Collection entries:
****

mod common;

use common::*;
use riscv_emu::cpu::trap::Trap;
use riscv_emu::debug::{ProbeError, RunUntil};
use riscv_emu::mem::DRAM_BASE;
use riscv_emu::{EmulatorError, HaltReason, MachineError, StepOutcome, Xlen};

#[test]
fn store_then_load() {
    let mut emu = emulator(&[sd(T1, T0, 0), ld(RA, T0, 0)], Xlen::Bit64);
    let cpu = &mut emu.machine_mut().cpu;
    cpu.write_reg(T0 as u8, DRAM_BASE + 0x1000);
    cpu.write_reg(T1 as u8, 5);

    assert_eq!(emu.run_cycles(2).unwrap(), None);
    assert_eq!(emu.read_register(1), Ok(5));
    assert_eq!(emu.load_doubleword(DRAM_BASE + 0x1000), Ok(5));
}

#[test]
fn register_zero_ignores_writes() {
    let mut emu = emulator(
        &[addi(ZERO, ZERO, 5), lui(ZERO, 0x12345), add(ZERO, A0, A0)],
        Xlen::Bit64,
    );
    emu.machine_mut().cpu.write_reg(A0 as u8, 7);
    for _ in 0..3 {
        emu.run_cycles(1).unwrap();
        assert_eq!(emu.read_register(0), Ok(0));
    }
    assert_eq!(emu.read_pc(), DRAM_BASE + 12);
}

#[test]
fn echoes_console_input() {
    let mut emu = emulator(
        &[
            lui(T0, 0x10000),   // uart
            lbu(T1, T0, 0),     // 1: read a byte, 0 when empty
            beq(T1, ZERO, -4),  //    nothing yet
            sb(T1, T0, 0),      //    echo it
            jal(ZERO, -12),     //    back to 1
        ],
        Xlen::Bit64,
    );
    emu.put_input(72);
    emu.put_input(105);
    emu.run_cycles(100).unwrap();

    let mut output = Vec::new();
    loop {
        match emu.get_output() {
            0 => break,
            byte => output.push(byte),
        }
    }
    assert_eq!(output, [72, 105]);
}

#[test]
fn compressed_matches_full_width() {
    // c.li a0, 5 ; c.addi a0, 3 ; c.mv a1, a0 ; c.add a1, a0
    let compressed: Vec<u8> = [0x4515u16, 0x050d, 0x85aa, 0x95aa]
        .iter()
        .flat_map(|h| h.to_le_bytes())
        .collect();
    let full = [
        addi(A0, ZERO, 5),
        addi(A0, A0, 3),
        add(A1, ZERO, A0),
        add(A1, A1, A0),
    ];

    let mut short = image_emulator(&compressed, Xlen::Bit64);
    let mut long = emulator(&full, Xlen::Bit64);
    short.run_cycles(4).unwrap();
    long.run_cycles(4).unwrap();

    for reg in 0..32 {
        assert_eq!(short.read_register(reg), long.read_register(reg), "x{reg}");
    }
    assert_eq!(short.read_register(A1 as usize), Ok(16));
    assert_eq!(short.read_pc(), DRAM_BASE + 8);
    assert_eq!(long.read_pc(), DRAM_BASE + 16);
}

#[test]
fn rv32_arithmetic_wraps_at_32_bits() {
    let mut emu = emulator(&[lui(RA, 0x80000), addi(RA, RA, -1)], Xlen::Bit32);
    emu.run_cycles(1).unwrap();
    assert_eq!(emu.read_register(1), Ok(0x8000_0000));
    // kept sign-extended internally
    assert_eq!(emu.machine().cpu.regs[1], 0xffff_ffff_8000_0000);
    emu.run_cycles(1).unwrap();
    assert_eq!(emu.read_register(1), Ok(0x7fff_ffff));
}

#[test]
fn breakpoints_stop_on_the_target() {
    // a0 += 1 forever
    let mut emu = emulator(&[addi(A0, A0, 1), jal(ZERO, -4)], Xlen::Bit64);

    let target = DRAM_BASE + 4;
    assert_eq!(
        emu.run_until_breakpoints(&[target], 10).unwrap(),
        RunUntil::Breakpoint(target)
    );
    assert_eq!(emu.read_pc(), target);
    assert_eq!(emu.read_register(A0 as usize), Ok(1));

    assert_eq!(
        emu.run_until_breakpoints(&[DRAM_BASE + 0x100], 50).unwrap(),
        RunUntil::Exhausted
    );
    // still resumable
    assert_eq!(
        emu.run_until_breakpoints(&[DRAM_BASE], 2).unwrap(),
        RunUntil::Breakpoint(DRAM_BASE)
    );
    assert_eq!(emu.read_register(A0 as usize), Ok(26));
}

#[test]
fn tohost_write_halts_the_run() {
    let mut emu = emulator(
        &[addi(RA, ZERO, 1), sw(RA, GP, 0), jal(ZERO, 0)],
        Xlen::Bit64,
    );
    let tohost = DRAM_BASE + 0x1000;
    emu.machine_mut().cpu.write_reg(GP as u8, tohost);
    emu.machine_mut().set_tohost(Some(tohost));

    let reason = emu.run().unwrap();
    assert_eq!(reason, HaltReason::HostExit { code: 1 });
    assert!(reason.passed());
    assert_eq!(emu.read_pc(), DRAM_BASE + 8);
    assert_eq!(emu.run_cycles(10).unwrap(), Some(reason));
    assert_eq!(emu.read_pc(), DRAM_BASE + 8);
}

#[test]
fn unrecoverable_trap_stops_the_run() {
    // all-zero halfword is illegal and mtvec points at nothing
    let mut emu = image_emulator(&[0; 4], Xlen::Bit64);
    let err = emu.run_cycles(5).unwrap_err();
    assert!(matches!(
        err,
        EmulatorError::Machine(MachineError::Fatal {
            trap: Trap::IllegalInstruction { pc: DRAM_BASE, .. },
            handler: 0,
        })
    ));
    assert_eq!(emu.read_pc(), DRAM_BASE);
    assert_eq!(emu.machine().cpu.csrs.mcause, 0);
}

#[test]
fn illegal_instruction_reaches_the_handler() {
    let mut emu = image_emulator(&[0; 4], Xlen::Bit64);
    emu.machine_mut().cpu.csrs.mtvec = DRAM_BASE + 0x100;
    let outcome = emu.machine_mut().step().unwrap();
    assert!(matches!(
        outcome,
        StepOutcome::Trapped(Trap::IllegalInstruction { pc: DRAM_BASE, .. })
    ));
    assert_eq!(emu.read_pc(), DRAM_BASE + 0x100);
    assert_eq!(emu.machine().cpu.csrs.mepc, DRAM_BASE);
}

#[test]
fn load_doubleword_reports_unbacked_addresses() {
    let emu = emulator(&[jal(ZERO, 0)], Xlen::Bit64);
    assert_eq!(emu.load_doubleword(DRAM_BASE), Ok(jal(ZERO, 0) as u64));
    assert_eq!(
        emu.load_doubleword(0x10),
        Err(ProbeError::InvalidAddress(0x10))
    );
}
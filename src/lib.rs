pub mod config;
pub mod cpu;
pub mod csr;
pub mod debug;
pub mod device;
pub mod elf;
pub mod emulator;
pub mod mem;
pub mod mmu;

pub use config::Config;
pub use cpu::{HaltReason, Machine, MachineError, StepOutcome, Xlen};
pub use emulator::{Emulator, EmulatorError};
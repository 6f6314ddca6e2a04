//! The order aggregate and the records it is made of.

use std::collections::BTreeMap;
use std::time::Duration;

use chrono::{DateTime, Utc};
use common::{ClientId, CraftsmanId, ItemId, MerchantId, OrderId, ProductId, VariantId};
use serde::{Deserialize, Serialize};

use super::{ItemProgress, Money, OrderRef, OrderStatus, PriceAddonKind};

/// Catalog attributes copied onto an item when it is added to an order.
///
/// A snapshot is never re-read from the catalog, so later catalog edits do not
/// change placed orders.
#[derive(Debug, Clone, PartialEq, Eq, Serialize, Deserialize)]
pub struct ItemSnapshot {
    pub product_name: String,
    pub category: String,
    pub sku: String,
    pub variant_name: String,
    #[serde(default)]
    pub options: BTreeMap<String, String>,
    pub price: Money,
    #[serde(default)]
    pub time_to_craft: Duration,
}

/// One ordered unit.
#[derive(Debug, Clone, PartialEq, Eq, Serialize, Deserialize)]
pub struct Item {
    pub id: ItemId,
    pub product_id: ProductId,
    pub variant_id: VariantId,
    pub snapshot: ItemSnapshot,

    /// Overrides the snapshot price when positive.
    pub custom_price: Option<Money>,
    pub quantity: u16,
    pub progress: ItemProgress,
}

impl Item {
    /// Returns the unit price used for pricing.
    pub fn effective_price(&self) -> Money {
        match self.custom_price {
            Some(price) if price.is_positive() => price,
            _ => self.snapshot.price,
        }
    }

    /// Returns the effective price times the quantity, or `None` if the
    /// product overflows.
    pub fn line_total(&self) -> Option<Money> {
        self.effective_price().checked_mul(u32::from(self.quantity))
    }
}

/// A flat or percentage adjustment to the order price.
#[derive(Debug, Clone, PartialEq, Serialize, Deserialize)]
pub struct PriceAddon {
    pub kind: PriceAddonKind,

    /// Currency units for flat addons, a 0–100 rate for percentage addons.
    pub amount: f64,
    #[serde(default)]
    pub is_percentage: bool,
}

impl PriceAddon {
    /// Creates a flat addon of `amount` currency units.
    pub fn flat(kind: PriceAddonKind, amount: f64) -> Self {
        Self {
            kind,
            amount,
            is_percentage: false,
        }
    }

    /// Creates a percentage addon of `rate` percent.
    pub fn percentage(kind: PriceAddonKind, rate: f64) -> Self {
        Self {
            kind,
            amount: rate,
            is_percentage: true,
        }
    }
}

/// A partial payment received for an order.
#[derive(Debug, Clone, PartialEq, Eq, Serialize, Deserialize)]
pub struct ReceivedAmount {
    pub amount: Money,
    pub date: DateTime<Utc>,
}

/// Dates in an order's life.
///
/// Every date after the issuance date must not precede it.
#[derive(Debug, Clone, Default, PartialEq, Eq, Serialize, Deserialize)]
pub struct Timeline {
    pub issuance_date: Option<DateTime<Utc>>,
    pub scheduled_date: Option<DateTime<Utc>>,
    pub due_date: Option<DateTime<Utc>>,
    pub done_on: Option<DateTime<Utc>>,
    pub shipped_on: Option<DateTime<Utc>>,
    pub resolved_on: Option<DateTime<Utc>>,
}

impl Timeline {
    /// Creates a timeline issued at `issuance_date`.
    pub fn issued_at(issuance_date: DateTime<Utc>) -> Self {
        Self {
            issuance_date: Some(issuance_date),
            ..Default::default()
        }
    }

    /// Returns the dates that must follow the issuance date, with their field names.
    pub fn later_dates(&self) -> [(&'static str, Option<DateTime<Utc>>); 5] {
        [
            ("ScheduledDate", self.scheduled_date),
            ("DueDate", self.due_date),
            ("DoneOn", self.done_on),
            ("ShippedOn", self.shipped_on),
            ("ResolvedOn", self.resolved_on),
        ]
    }
}

/// An order representing one customer commission.
#[derive(Debug, Clone, PartialEq, Serialize, Deserialize)]
pub struct Order {
    /// Assigned by the repository on insert.
    pub id: Option<OrderId>,
    #[serde(rename = "ref")]
    pub reference: OrderRef,
    pub number: u64,

    pub merchant_id: MerchantId,
    pub client_id: ClientId,
    #[serde(default)]
    pub craftsmen_ids: Vec<CraftsmanId>,

    pub status: OrderStatus,
    pub items: Vec<Item>,
    #[serde(default)]
    pub price_addons: Vec<PriceAddon>,
    #[serde(default)]
    pub received_amounts: Vec<ReceivedAmount>,
    pub timeline: Timeline,
    pub note: Option<String>,

    /// Output of the pricing engine as of the last write.
    pub subtotal: Money,

    pub created_at: DateTime<Utc>,
    pub updated_at: DateTime<Utc>,
}

impl Order {
    /// Returns the reference split for display.
    pub fn ref_view(&self) -> String {
        self.reference.view()
    }

    /// Returns an item by id.
    pub fn get_item(&self, id: ItemId) -> Option<&Item> {
        self.items.iter().find(|item| item.id == id)
    }

    /// Returns the sum of all received payments.
    pub fn total_paid(&self) -> Money {
        self.received_amounts.iter().map(|r| r.amount).sum()
    }

    /// Returns what is still owed on the order.
    pub fn remaining_amount(&self) -> Money {
        self.subtotal - self.total_paid()
    }

    /// Returns true once the received payments cover the subtotal.
    pub fn is_fully_paid(&self) -> bool {
        !self.remaining_amount().is_positive()
    }

    /// Returns the estimated crafting time of all items.
    pub fn time_to_craft(&self) -> Duration {
        self.items
            .iter()
            .map(|item| item.snapshot.time_to_craft * u32::from(item.quantity))
            .sum()
    }
}
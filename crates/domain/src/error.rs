//! Domain error types.

use common::{OrderId, ProductId, VariantId};
use sequence::SequenceError;
use thiserror::Error;

use crate::catalog::CatalogError;
use crate::order::{RepositoryError, SanitizeError, ValidationErrors};

/// Errors returned by the order service.
#[derive(Debug, Error)]
pub enum OrderServiceError {
    /// The caller lacks the role or profile the operation requires.
    #[error("Forbidden")]
    Forbidden,

    /// The draft failed field validation.
    #[error("Validation failed: {0}")]
    Validation(#[from] ValidationErrors),

    /// The draft could not be normalized.
    #[error("Sanitization failed: {0}")]
    Sanitization(#[from] SanitizeError),

    /// An item references a product variant the catalog does not list.
    #[error("Catalog entry not found: product {product_id}, variant {variant_id}")]
    CatalogNotFound {
        product_id: ProductId,
        variant_id: VariantId,
    },

    #[error("Catalog unavailable: {0}")]
    CatalogUnavailable(String),

    /// The order number could not be allocated.
    #[error("Sequence counter error: {0}")]
    Counter(#[from] SequenceError),

    #[error("Conflict: {0}")]
    Conflict(String),

    #[error("Order not found: {0}")]
    NotFound(OrderId),

    #[error("Repository error: {0}")]
    Repository(String),

    /// A collaborator did not answer within its configured timeout.
    #[error("Timed out waiting for {operation}")]
    Timeout { operation: &'static str },
}

impl OrderServiceError {
    /// Returns true if retrying the same call may succeed.
    pub fn is_transient(&self) -> bool {
        matches!(
            self,
            OrderServiceError::Timeout { .. }
                | OrderServiceError::Counter(_)
                | OrderServiceError::CatalogUnavailable(_)
                | OrderServiceError::Repository(_)
        )
    }
}

impl From<CatalogError> for OrderServiceError {
    fn from(e: CatalogError) -> Self {
        match e {
            CatalogError::NotFound {
                product_id,
                variant_id,
            } => OrderServiceError::CatalogNotFound {
                product_id,
                variant_id,
            },
            CatalogError::Unavailable(msg) => OrderServiceError::CatalogUnavailable(msg),
        }
    }
}

impl From<RepositoryError> for OrderServiceError {
    fn from(e: RepositoryError) -> Self {
        match e {
            RepositoryError::NotFound(id) => OrderServiceError::NotFound(id),
            RepositoryError::Conflict(msg) => OrderServiceError::Conflict(msg),
            RepositoryError::Backend(msg) => OrderServiceError::Repository(msg),
        }
    }
}
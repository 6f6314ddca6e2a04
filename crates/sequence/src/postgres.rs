use async_trait::async_trait;
use sqlx::PgPool;

use crate::{CounterScope, Result, SequenceCounter, SequenceError};

/// PostgreSQL-backed sequence counter.
///
/// Each increment is a single `UPDATE ... RETURNING` statement, so the row
/// lock taken by PostgreSQL serializes concurrent callers and the returned
/// value is the one this statement wrote.
#[derive(Clone)]
pub struct PostgresSequenceCounter {
    pool: PgPool,
}

impl PostgresSequenceCounter {
    /// Creates a new PostgreSQL sequence counter.
    pub fn new(pool: PgPool) -> Self {
        Self { pool }
    }

    /// Connects to the database at `url`.
    pub async fn connect(url: &str) -> Result<Self> {
        let pool = sqlx::postgres::PgPoolOptions::new()
            .max_connections(5)
            .connect(url)
            .await?;
        Ok(Self::new(pool))
    }

    /// Gets a reference to the underlying connection pool.
    pub fn pool(&self) -> &PgPool {
        &self.pool
    }

    /// Runs the database migrations.
    pub async fn run_migrations(&self) -> std::result::Result<(), sqlx::migrate::MigrateError> {
        sqlx::migrate!("../../migrations").run(&self.pool).await
    }
}

fn to_i64(scope: &CounterScope, value: u64) -> Result<i64> {
    i64::try_from(value).map_err(|_| SequenceError::Exhausted {
        scope: scope.clone(),
        value,
        max: i64::MAX as u64,
    })
}

fn to_u64(value: i64) -> Result<u64> {
    u64::try_from(value)
        .map_err(|_| SequenceError::Unavailable(format!("negative counter value {value}")))
}

#[async_trait]
impl SequenceCounter for PostgresSequenceCounter {
    #[tracing::instrument(skip(self), fields(scope = %scope))]
    async fn increment(&self, scope: &CounterScope) -> Result<u64> {
        let value: Option<i64> = sqlx::query_scalar(
            r#"
            UPDATE counters
            SET value = value + 1, updated_at = NOW()
            WHERE scope = $1
            RETURNING value
            "#,
        )
        .bind(scope.key())
        .fetch_optional(&self.pool)
        .await?;

        let value = value.ok_or_else(|| SequenceError::CounterNotFound(scope.clone()))?;
        metrics::counter!("sequence_increments_total").increment(1);
        to_u64(value)
    }

    async fn current(&self, scope: &CounterScope) -> Result<Option<u64>> {
        let value: Option<i64> = sqlx::query_scalar("SELECT value FROM counters WHERE scope = $1")
            .bind(scope.key())
            .fetch_optional(&self.pool)
            .await?;

        value.map(to_u64).transpose()
    }

    #[tracing::instrument(skip(self), fields(scope = %scope))]
    async fn provision(&self, scope: &CounterScope, initial: u64) -> Result<bool> {
        let result = sqlx::query(
            r#"
            INSERT INTO counters (scope, value, created_at, updated_at)
            VALUES ($1, $2, NOW(), NOW())
            ON CONFLICT (scope) DO NOTHING
            "#,
        )
        .bind(scope.key())
        .bind(to_i64(scope, initial)?)
        .execute(&self.pool)
        .await?;

        let created = result.rows_affected() == 1;
        if created {
            tracing::info!(initial, "counter provisioned");
        }
        Ok(created)
    }
}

****

Task goal >>
In the data above, find the line that contains "this statement wrote." and the line that contains "pub fn new(pool: PgPool)". Repeat exactly those lines and every line between them, and only those.

Reply to the task >>
/// value is the one this statement wrote.
#[derive(Clone)]
pub struct PostgresSequenceCounter {
    pool: PgPool,
}

impl PostgresSequenceCounter {
    /// Creates a new PostgreSQL sequence counter.
    pub fn new(pool: PgPool) -> Self {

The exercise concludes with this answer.